LC 3Lollipop Chainsaw ist mit Klischees überladen, was nicht verwundert. Muss ein Spiel mit einer sexy Protagonistin doch immer gegen Vorurteile ankämpfen, wird dieser Zustand bei Lollipop Chainsaw geschickt genutzt und selbstreflexiv als Element der Inszenierung verwendet. So wird beispielsweise im Spiel darauf hingewiesen, dass man die steuerbare 3rd-Person-Kamera nicht missbrauchen soll, um unter Juliets Rock zu blicken. Versucht man dies dennoch, blickt Juliet böse in die Kamera und hält ihre Hand vor das Sichtfeld. Derartige Brüche mit der „vierten Wand“, also eine Offenbarmachung der Fiktionalität durch die Figuren innerhalb des Werkes, richten sich hier direkt an die Spielenden, was eine ähnliche, aber wesentlich dosiertere, Form des Humors ist, der so viele seit Deadpool begeistert. Bei Lollipop Chainsaw wird diese Art von Humor auch in der Spielmechanik rückgekoppelt, beispielsweise muss man es schaffen Juliet unter den Rock zu blicken, wenn man alle Trophäen im Spiel erhalten möchte.
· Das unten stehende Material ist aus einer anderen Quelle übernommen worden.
use serde::{Deserialize, Serialize};
use std::thread;

use crate::archive::Baseline;
use crate::config::SyncInfo;
use crate::conflict::{classify_name, ConflictName};
use crate::error::SyncError;
use crate::reconcile::{guess_operation, Operation};
use crate::state::EntryState;
use crate::tree::ReplicaTree;
use crate::util::{ancestors, is_descendant, is_within, preorder_cmp, FnvHashSet};
use crate::Side;

mod rename;

/// What has to happen to a single path for the replicas to agree again.
#[derive(Debug, Clone, PartialEq, Eq, Serialize, Deserialize)]
pub enum Outcome {
    /// Both replicas match the baseline, or match each other without one.
    Unchanged { path: String, state: EntryState },
    /// Both replicas made the same change.
    ConvergedIndependently { path: String, state: EntryState },
    /// Only the local replica changed. `previous` is the current remote state.
    PropagateToRemote { path: String, state: EntryState, previous: EntryState },
    /// Only the remote replica changed. `previous` is the current local state.
    PropagateToLocal { path: String, state: EntryState, previous: EntryState },
    /// `from` was moved to `to` on `side`.
    Renamed { side: Side, from: String, to: String, state: EntryState },
    /// Both replicas changed to different states.
    Conflict {
        path: String,
        baseline: Option<EntryState>,
        local: EntryState,
        remote: EntryState,
    },
}

impl Outcome {
    /// Builds the outcome that copies `state` onto `destination`.
    pub fn propagation(destination: Side, path: String, state: EntryState, previous: EntryState) -> Outcome {
        match destination {
            Side::Remote => Outcome::PropagateToRemote { path, state, previous },
            Side::Local => Outcome::PropagateToLocal { path, state, previous },
        }
    }

    /// The path this outcome is keyed by; the destination for renames.
    pub fn path(&self) -> &str {
        match *self {
            Outcome::Unchanged { ref path, .. }
            | Outcome::ConvergedIndependently { ref path, .. }
            | Outcome::PropagateToRemote { ref path, .. }
            | Outcome::PropagateToLocal { ref path, .. }
            | Outcome::Conflict { ref path, .. } => path,
            Outcome::Renamed { ref to, .. } => to,
        }
    }

    /// The replica this outcome changes, together with the new state and the
    /// state it replaces.
    pub fn propagates_to(&self) -> Option<(Side, &EntryState, &EntryState)> {
        match *self {
            Outcome::PropagateToRemote { ref state, ref previous, .. } => Some((Side::Remote, state, previous)),
            Outcome::PropagateToLocal { ref state, ref previous, .. } => Some((Side::Local, state, previous)),
            _ => None,
        }
    }

    pub fn is_conflict(&self) -> bool {
        match *self {
            Outcome::Conflict { .. } => true,
            _ => false,
        }
    }

    /// True if nothing needs to be transferred for this path.
    pub fn is_in_sync(&self) -> bool {
        match *self {
            Outcome::Unchanged { .. } | Outcome::ConvergedIndependently { .. } => true,
            _ => false,
        }
    }
}

/// A path that was left out of the run.
#[derive(Debug)]
pub struct SkippedPath {
    pub path: String,
    pub reason: SyncError,
}

#[derive(Debug, Default)]
/// Basic statistics about the classification.
pub struct DetectionStatistics {
    /// Paths that went through the three way comparison.
    pub evaluated: usize,
    /// Paths inside subtrees that were identical on both replicas and in the baseline.
    pub converged_hits: usize,
    pub ignored: usize,
}

/// The result of change classification.
#[derive(Debug, Default)]
pub struct DetectionResult {
    /// One outcome per path, directories before their descendants.
    pub outcomes: Vec<Outcome>,
    pub skipped: Vec<SkippedPath>,
    /// Names carrying the conflict marker that are not conflict copies.
    pub malformed_names: Vec<String>,
    pub statistics: DetectionStatistics,
}

impl DetectionResult {
    pub fn outcome_for(&self, path: &str) -> Option<&Outcome> {
        self.outcomes.iter().find(|outcome| outcome.path() == path)
    }
}

/// Compares both replicas against the baseline and decides an outcome for
/// every path present in any of them.
///
/// Classification is read-only. Paths that cannot be classified safely are
/// reported in `skipped` and left out, everything else is classified.
pub fn classify(local: &ReplicaTree, remote: &ReplicaTree, baseline: &Baseline, config: &SyncInfo) -> DetectionResult {
    let mut result = DetectionResult::default();

    let skip_roots = collect_skip_roots(local, remote, &mut result.skipped);

    let mut paths: Vec<&str> = local
        .paths()
        .into_iter()
        .chain(remote.paths())
        .chain(baseline.paths())
        .collect();
    paths.sort_by(|a, b| preorder_cmp(a, b));
    paths.dedup();

    paths.retain(|path| {
        if config.ignore.is_ignored(path) {
            trace!("Ignoring entry {:?}", path);
            result.statistics.ignored += 1;
            false
        } else {
            !skip_roots.iter().any(|root| is_within(path, root))
        }
    });

    for path in &paths {
        if classify_name(path) == ConflictName::Malformed {
            debug!("{}", SyncError::MalformedConflictName(path.to_string()));
            result.malformed_names.push(path.to_string());
        }
    }

    let converged_roots = find_converged_roots(local, remote, baseline);
    info!(
        "Classifying {} paths ({} identical subtrees)",
        paths.len(),
        converged_roots.len()
    );

    let decide = |path: &&str| -> (Outcome, bool) {
        let local_state = local.state(path);
        let remote_state = remote.state(path);
        let previous = baseline.get(path);

        let converged = local_state.entry_exists()
            && previous == Some(&local_state)
            && (converged_roots.contains(*path) || ancestors(path).any(|a| converged_roots.contains(a)));
        if converged {
            return (
                Outcome::Unchanged {
                    path: path.to_string(),
                    state: local_state,
                },
                true,
            );
        }

        let outcome = match guess_operation(previous, &local_state, &remote_state) {
            Operation::InSync => Outcome::Unchanged {
                path: path.to_string(),
                state: local_state,
            },
            Operation::Converged => Outcome::ConvergedIndependently {
                path: path.to_string(),
                state: local_state,
            },
            Operation::PropagateFromMaster(Side::Local) => {
                Outcome::propagation(Side::Remote, path.to_string(), local_state, remote_state)
            }
            Operation::PropagateFromMaster(Side::Remote) => {
                Outcome::propagation(Side::Local, path.to_string(), remote_state, local_state)
            }
            Operation::ItemChangedOnBothReplicas => {
                debug!("Conflict at {:?}: local {}, remote {}", path, local_state, remote_state);
                Outcome::Conflict {
                    path: path.to_string(),
                    baseline: previous.cloned(),
                    local: local_state,
                    remote: remote_state,
                }
            }
        };
        (outcome, false)
    };

    let decisions: Vec<(Outcome, bool)> = if config.classify_threads > 1 && paths.len() > config.classify_threads {
        let chunk_size = (paths.len() + config.classify_threads - 1) / config.classify_threads;
        let decide = &decide;
        thread::scope(|scope| {
            let workers: Vec<_> = paths
                .chunks(chunk_size)
                .map(|chunk| scope.spawn(move || chunk.iter().map(decide).collect::<Vec<_>>()))
                .collect();
            workers
                .into_iter()
                .flat_map(|worker| worker.join().unwrap_or_else(|panic| std::panic::resume_unwind(panic)))
                .collect()
        })
    } else {
        paths.iter().map(decide).collect()
    };

    let mut outcomes = Vec::with_capacity(decisions.len());
    for (outcome, converged) in decisions {
        if converged {
            result.statistics.converged_hits += 1;
        } else {
            result.statistics.evaluated += 1;
        }
        outcomes.push(outcome);
    }

    protect_directories(&mut outcomes);
    let mut outcomes = settle_conflict_subtrees(outcomes, remote);

    if config.detect_renames {
        outcomes = rename::pair_renames(outcomes, baseline);
        outcomes.sort_by(|a, b| preorder_cmp(a.path(), b.path()));
    }

    result.outcomes = outcomes;
    result
}

/// Paths that must not be classified: subtrees that could not be listed and
/// entries that could not be placed in their tree.
fn collect_skip_roots(local: &ReplicaTree, remote: &ReplicaTree, skipped: &mut Vec<SkippedPath>) -> Vec<String> {
    let mut roots = Vec::new();
    for tree in [local, remote].iter() {
        for path in tree.unreadable() {
            warn!("Skipping {:?}: the subtree could not be listed", path);
            skipped.push(SkippedPath {
                path: path.clone(),
                reason: SyncError::Discovery(path.clone()),
            });
            roots.push(path.clone());
        }
        for rejected in tree.rejected() {
            warn!("Skipping {:?}: {}", rejected.path, rejected.reason);
            let reason = match rejected.reason {
                SyncError::InvalidPath(ref path) => SyncError::InvalidPath(path.clone()),
                SyncError::Discovery(ref path) => SyncError::Discovery(path.clone()),
                _ => SyncError::OrphanedEntry(rejected.path.clone()),
            };
            skipped.push(SkippedPath {
                path: rejected.path.clone(),
                reason,
            });
            roots.push(rejected.path.clone());
        }
    }
    roots
}

/// Directories that are identical on both replicas, down to every
/// fingerprint, and recorded as directories in the baseline.
fn find_converged_roots<'a>(local: &'a ReplicaTree, remote: &ReplicaTree, baseline: &Baseline) -> FnvHashSet<&'a str> {
    let mut roots = FnvHashSet::default();
    let mut stack: Vec<_> = local.root().children().collect();
    while let Some(node) = stack.pop() {
        if !node.is_directory() {
            continue;
        }
        let identical = baseline.get(node.path()) == Some(&EntryState::Directory)
            && remote.get(node.path()).map_or(false, |other| node.converged_with(other));
        if identical {
            roots.insert(node.path());
        } else {
            stack.extend(node.children());
        }
    }
    roots
}

/// The index range of the outcomes below `outcomes[index]`.
fn descendant_range(outcomes: &[Outcome], index: usize) -> std::ops::Range<usize> {
    let path = outcomes[index].path();
    let mut end = index + 1;
    while end < outcomes.len() && is_descendant(outcomes[end].path(), path) {
        end += 1;
    }
    index + 1..end
}

/// Keeps a directory alive when removing it would destroy content that
/// still has to reach the other replica.
fn protect_directories(outcomes: &mut Vec<Outcome>) {
    for index in 0..outcomes.len() {
        let (removing_side, replacement) = match outcomes[index].propagates_to() {
            Some((side, state, previous)) if previous.is_directory() && !state.is_directory() => (side, state.clone()),
            _ => continue,
        };
        let keeping_side = removing_side.other();
        let content_below = outcomes[descendant_range(outcomes, index)].iter().any(|outcome| {
            outcome.is_conflict()
                || match outcome.propagates_to() {
                    Some((side, state, _)) => side == keeping_side && state.entry_exists(),
                    None => false,
                }
        });
        if !content_below {
            continue;
        }

        let path = outcomes[index].path().to_owned();
        outcomes[index] = if replacement.entry_exists() {
            info!("{:?} was replaced on the {} replica but has new content below it", path, keeping_side);
            let (local, remote) = match removing_side {
                Side::Local => (EntryState::Directory, replacement),
                Side::Remote => (replacement, EntryState::Directory),
            };
            Outcome::Conflict {
                path,
                baseline: Some(EntryState::Directory),
                local,
                remote,
            }
        } else {
            info!("{:?} was removed on the {} replica but has new content below it", path, keeping_side);
            Outcome::propagation(keeping_side, path, EntryState::Directory, EntryState::Empty)
        };
    }
}

/// The remote replica is canonical below a conflict: a local directory that
/// conflicts is moved away with its content, and a remote directory that
/// conflicts with a local file is downloaded entirely.
fn settle_conflict_subtrees(outcomes: Vec<Outcome>, remote: &ReplicaTree) -> Vec<Outcome> {
    let mut settled = Vec::with_capacity(outcomes.len());
    let mut index = 0;
    while index < outcomes.len() {
        let range = descendant_range(&outcomes, index);
        settled.push(outcomes[index].clone());
        match outcomes[index] {
            Outcome::Conflict { ref path, ref local, .. } if local.is_directory() => {
                debug!("Leaving {} entries below {:?} to its conflict copy", range.len(), path);
                index = range.end;
                continue;
            }
            Outcome::Conflict { remote: ref remote_state, .. } if remote_state.is_directory() => {
                for outcome in &outcomes[range.clone()] {
                    let path = outcome.path();
                    let state = remote.state(path);
                    settled.push(if state.entry_exists() {
                        Outcome::PropagateToLocal {
                            path: path.to_owned(),
                            state,
                            previous: EntryState::Empty,
                        }
                    } else {
                        outcome.clone()
                    });
                }
                index = range.end;
                continue;
            }
            _ => {}
        }
        index += 1;
    }
    settled
}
Kurz zu dem Gesichtspunkt, dass Lollipop Chainsaw in Deutschland ungekürzt erschienen ist: Damit war nicht zu rechnen, denn sowohl durch optische Gewaltdarstellung wie auch durch einige sehr kräftige verbale Ausdrücke der Charaktere hat das Spiel durchaus Punkte, an denen man die Schere hätte anlegen können. Umso verwunderlicher ist die Freigabe ab 16 Jahren, die aber vollkommen in Ordnung geht, denn die zerfetzten Zombies hinterlassen oftmals Glitzer und Herzchen, sodass hier die Gewalt selbst ebenfalls parodiert wird.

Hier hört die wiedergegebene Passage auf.